#### [Provided data]
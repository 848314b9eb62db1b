//! Path management for VyapaarTrack
//!
//! Provides platform-aware path resolution for configuration, stored data,
//! and CSV exports.
//!
//! ## Path Resolution Order
//!
//! 1. `VYAPAAR_TRACK_DATA_DIR` environment variable (if set)
//! 2. The platform configuration directory for `vyapaar-track`
//!    (`~/.config/vyapaar-track` on Linux, `%APPDATA%\vyapaar-track\config` on Windows)

use std::path::PathBuf;

use directories::ProjectDirs;

use crate::error::VyapaarError;

/// Environment variable overriding the base directory
pub const DATA_DIR_ENV: &str = "VYAPAAR_TRACK_DATA_DIR";

/// Manages all paths used by VyapaarTrack
#[derive(Debug, Clone)]
pub struct VyapaarPaths {
    /// Base directory for all VyapaarTrack data
    base_dir: PathBuf,
}

impl VyapaarPaths {
    /// Create a new VyapaarPaths instance
    ///
    /// # Errors
    ///
    /// Returns an error if no home directory can be determined and no
    /// override is set.
    pub fn new() -> Result<Self, VyapaarError> {
        let base_dir = if let Ok(custom) = std::env::var(DATA_DIR_ENV) {
            PathBuf::from(custom)
        } else {
            resolve_default_path()?
        };

        Ok(Self { base_dir })
    }

    /// Create VyapaarPaths with a custom base directory (useful for testing)
    pub fn with_base_dir(base_dir: PathBuf) -> Self {
        Self { base_dir }
    }

    /// Get the base directory
    pub fn base_dir(&self) -> &PathBuf {
        &self.base_dir
    }

    /// Directory holding one JSON file per stored key
    pub fn data_dir(&self) -> PathBuf {
        self.base_dir.join("data")
    }

    /// Default directory for CSV exports
    pub fn export_dir(&self) -> PathBuf {
        self.base_dir.join("exports")
    }

    /// Get the path to the settings file
    pub fn settings_file(&self) -> PathBuf {
        self.base_dir.join("config.json")
    }

    /// Ensure all required directories exist
    pub fn ensure_directories(&self) -> Result<(), VyapaarError> {
        std::fs::create_dir_all(&self.base_dir)
            .map_err(|e| VyapaarError::Io(format!("Failed to create base directory: {}", e)))?;

        std::fs::create_dir_all(self.data_dir())
            .map_err(|e| VyapaarError::Io(format!("Failed to create data directory: {}", e)))?;

        std::fs::create_dir_all(self.export_dir())
            .map_err(|e| VyapaarError::Io(format!("Failed to create export directory: {}", e)))?;

        Ok(())
    }
}

fn resolve_default_path() -> Result<PathBuf, VyapaarError> {
    ProjectDirs::from("", "", "vyapaar-track")
        .map(|dirs| dirs.config_dir().to_path_buf())
        .ok_or_else(|| {
            VyapaarError::Config(format!(
                "Could not determine a home directory; set {} instead",
                DATA_DIR_ENV
            ))
        })
}

#[cfg(test)]
mod tests {
    use super::*;
    use tempfile::TempDir;

    #[test]
    fn test_custom_base_dir() {
        let temp_dir = TempDir::new().unwrap();
        let paths = VyapaarPaths::with_base_dir(temp_dir.path().to_path_buf());

        assert_eq!(paths.base_dir(), temp_dir.path());
        assert_eq!(paths.data_dir(), temp_dir.path().join("data"));
        assert_eq!(paths.export_dir(), temp_dir.path().join("exports"));
        assert_eq!(paths.settings_file(), temp_dir.path().join("config.json"));
    }

    #[test]
    fn test_ensure_directories() {
        let temp_dir = TempDir::new().unwrap();
        let paths = VyapaarPaths::with_base_dir(temp_dir.path().join("nested"));

        paths.ensure_directories().unwrap();

        assert!(paths.data_dir().exists());
        assert!(paths.export_dir().exists());
    }
}
//! Export module for VyapaarTrack
//!
//! Writes the filtered report set as a spreadsheet-compatible CSV file.

pub mod csv;

pub use csv::{export_expenses_csv, export_filename, write_expenses_csv, CSV_HEADER};
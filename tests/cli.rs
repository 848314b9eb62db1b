use std::fs;
use std::path::Path;

use assert_cmd::Command;
use predicates::prelude::*;
use tempfile::TempDir;

fn vyapaar(dir: &Path) -> Command {
    let mut cmd = Command::cargo_bin("vyapaar").unwrap();
    cmd.env("VYAPAAR_TRACK_DATA_DIR", dir).env_remove("RUST_LOG");
    cmd
}

fn logged_in(user: &str) -> TempDir {
    let dir = TempDir::new().unwrap();
    vyapaar(dir.path()).args(["login", user]).assert().success();
    dir
}

#[test]
fn requires_login() {
    let dir = TempDir::new().unwrap();
    vyapaar(dir.path())
        .arg("dashboard")
        .assert()
        .failure()
        .stderr(predicate::str::contains("Not logged in"));
}

#[test]
fn admin_sees_seed_dashboard() {
    let dir = logged_in("u1");
    vyapaar(dir.path())
        .arg("dashboard")
        .assert()
        .success()
        .stdout(predicate::str::contains("₹12,500.00"))
        .stdout(predicate::str::contains("₹3,650.00"))
        .stdout(predicate::str::contains("(2 items)"));
}

#[test]
fn staff_can_only_submit() {
    let dir = logged_in("u2");

    vyapaar(dir.path())
        .args(["report", "show"])
        .assert()
        .failure()
        .stderr(predicate::str::contains("Access denied"));

    vyapaar(dir.path())
        .args([
            "expense", "submit", "--amount", "780", "--merchant", "Gupta Hardware", "--category",
            "Maintenance", "--payment", "cash",
        ])
        .assert()
        .success()
        .stdout(predicate::str::contains("Expense submitted for review."))
        .stdout(predicate::str::contains("Pending Review"))
        .stdout(predicate::str::contains("Site Manager (Staff)"));
}

#[test]
fn submit_rejects_missing_merchant() {
    let dir = logged_in("u2");
    vyapaar(dir.path())
        .args(["expense", "submit", "--amount", "100"])
        .assert()
        .failure()
        .stderr(predicate::str::contains("merchant"));
}

#[test]
fn receipt_is_prefilled_by_demo_classifier() {
    let dir = logged_in("u2");
    let receipt = dir.path().join("bill.png");
    fs::write(&receipt, [0x89, b'P', b'N', b'G']).unwrap();

    vyapaar(dir.path())
        .args(["expense", "submit", "--receipt"])
        .arg(&receipt)
        .assert()
        .success()
        .stdout(predicate::str::contains("Demo Merchant (No API Key)"))
        .stdout(predicate::str::contains("₹1,234.50"))
        .stdout(predicate::str::contains("attached image"));
}

#[test]
fn review_approve_all_clears_queue() {
    let dir = logged_in("u1");

    vyapaar(dir.path())
        .args(["review", "list"])
        .assert()
        .success()
        .stdout(predicate::str::contains("Local Tea Stall"))
        .stdout(predicate::str::contains("Indian Oil Pump"));

    vyapaar(dir.path())
        .args(["review", "approve", "--all"])
        .assert()
        .success()
        .stdout(predicate::str::contains("2 expense(s) approved."));

    vyapaar(dir.path())
        .args(["review", "list"])
        .assert()
        .success()
        .stdout(predicate::str::contains("All caught up!"));
}

#[test]
fn reject_single_expense_with_note() {
    let dir = logged_in("u1");

    vyapaar(dir.path())
        .args(["review", "reject", "e3", "--note", "No pump slip"])
        .assert()
        .success()
        .stdout(predicate::str::contains("marked Rejected"));

    vyapaar(dir.path())
        .args(["expense", "show", "e3"])
        .assert()
        .success()
        .stdout(predicate::str::contains("Rejected"))
        .stdout(predicate::str::contains("No pump slip"));
}

#[test]
fn report_export_writes_filtered_csv() {
    let dir = logged_in("u1");
    let output = dir.path().join("october.csv");

    vyapaar(dir.path())
        .args(["report", "export", "--month", "2023-10", "--output"])
        .arg(&output)
        .assert()
        .success()
        .stdout(predicate::str::contains("Exported 3 expense(s)"));

    let csv = fs::read_to_string(&output).unwrap();
    assert_eq!(csv.lines().count(), 4);
    assert!(csv.starts_with("\"ID\",\"Date\",\"Merchant\""));

    vyapaar(dir.path())
        .args(["report", "show", "--business", "Brick Factory"])
        .assert()
        .success()
        .stdout(predicate::str::contains("₹450.00"))
        .stdout(predicate::str::contains("Shree Cement").not());
}

#[test]
fn report_months_newest_first() {
    let dir = logged_in("u1");
    vyapaar(dir.path())
        .args(["report", "months"])
        .assert()
        .success()
        .stdout(predicate::str::contains("2023-10"));
}

#[test]
fn delete_requires_confirmation_flag_when_not_interactive() {
    let dir = logged_in("u1");

    vyapaar(dir.path())
        .args(["expense", "delete", "e1"])
        .assert()
        .failure();

    vyapaar(dir.path())
        .args(["expense", "delete", "e1", "--yes"])
        .assert()
        .success()
        .stdout(predicate::str::contains("Deleted expense e1"));

    vyapaar(dir.path())
        .args(["expense", "show", "e1"])
        .assert()
        .failure()
        .stderr(predicate::str::contains("not found"));
}

#[test]
fn taxonomy_administration() {
    let dir = logged_in("u1");

    vyapaar(dir.path())
        .args(["settings", "add-business", "Warehouse"])
        .assert()
        .success();
    vyapaar(dir.path())
        .args(["settings", "add-business", "Warehouse"])
        .assert()
        .failure()
        .stderr(predicate::str::contains("already exists"));

    vyapaar(dir.path())
        .args(["settings", "remove-category", "Labor"])
        .assert()
        .success();

    vyapaar(dir.path())
        .args(["settings", "list"])
        .assert()
        .success()
        .stdout(predicate::str::contains("Warehouse"))
        .stdout(predicate::str::contains("Labor").not());
}

#[test]
fn simulate_forward_adds_pending_expense() {
    let dir = logged_in("u1");

    vyapaar(dir.path())
        .args(["settings", "simulate-forward"])
        .assert()
        .success()
        .stdout(predicate::str::contains("Whatsapp Forwarded Store"))
        .stdout(predicate::str::contains("WhatsApp Bot"));

    vyapaar(dir.path())
        .args(["review", "list"])
        .assert()
        .success()
        .stdout(predicate::str::contains("3 pending"));
}

#[test]
fn reset_restores_sample_data() {
    let dir = logged_in("u1");

    vyapaar(dir.path())
        .args(["review", "delete", "--all", "--yes"])
        .assert()
        .success();
    vyapaar(dir.path())
        .args(["reset", "--yes"])
        .assert()
        .success();

    vyapaar(dir.path())
        .args(["review", "list"])
        .assert()
        .success()
        .stdout(predicate::str::contains("2 pending"));
}

#[test]
fn corrupt_document_falls_back_to_seed() {
    let dir = logged_in("u1");
    vyapaar(dir.path()).arg("init").assert().success();

    let data_dir = dir.path().join("data");
    fs::write(data_dir.join("vyapaar_track_data_v1.json"), "{not json").unwrap();

    vyapaar(dir.path())
        .arg("dashboard")
        .assert()
        .success()
        .stdout(predicate::str::contains("₹12,500.00"));

    assert!(data_dir.join("vyapaar_track_data_v1.corrupt.json").exists());
}

#[test]
fn logout_ends_session() {
    let dir = logged_in("u1");
    vyapaar(dir.path()).arg("logout").assert().success();
    vyapaar(dir.path())
        .arg("whoami")
        .assert()
        .success()
        .stdout(predicate::str::contains("Not logged in."));
}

#### [What to produce]
Print the material above verbatim, first line through the line containing "use crate::error::VyapaarError;", both included.

#### [Task output]
repository 848314b9eb62db1b
//! Path management for VyapaarTrack
//!
//! Provides platform-aware path resolution for configuration, stored data,
//! and CSV exports.
//!
//! ## Path Resolution Order
//!
//! 1. `VYAPAAR_TRACK_DATA_DIR` environment variable (if set)
//! 2. The platform configuration directory for `vyapaar-track`
//!    (`~/.config/vyapaar-track` on Linux, `%APPDATA%\vyapaar-track\config` on Windows)

use std::path::PathBuf;

use directories::ProjectDirs;

use crate::error::VyapaarError;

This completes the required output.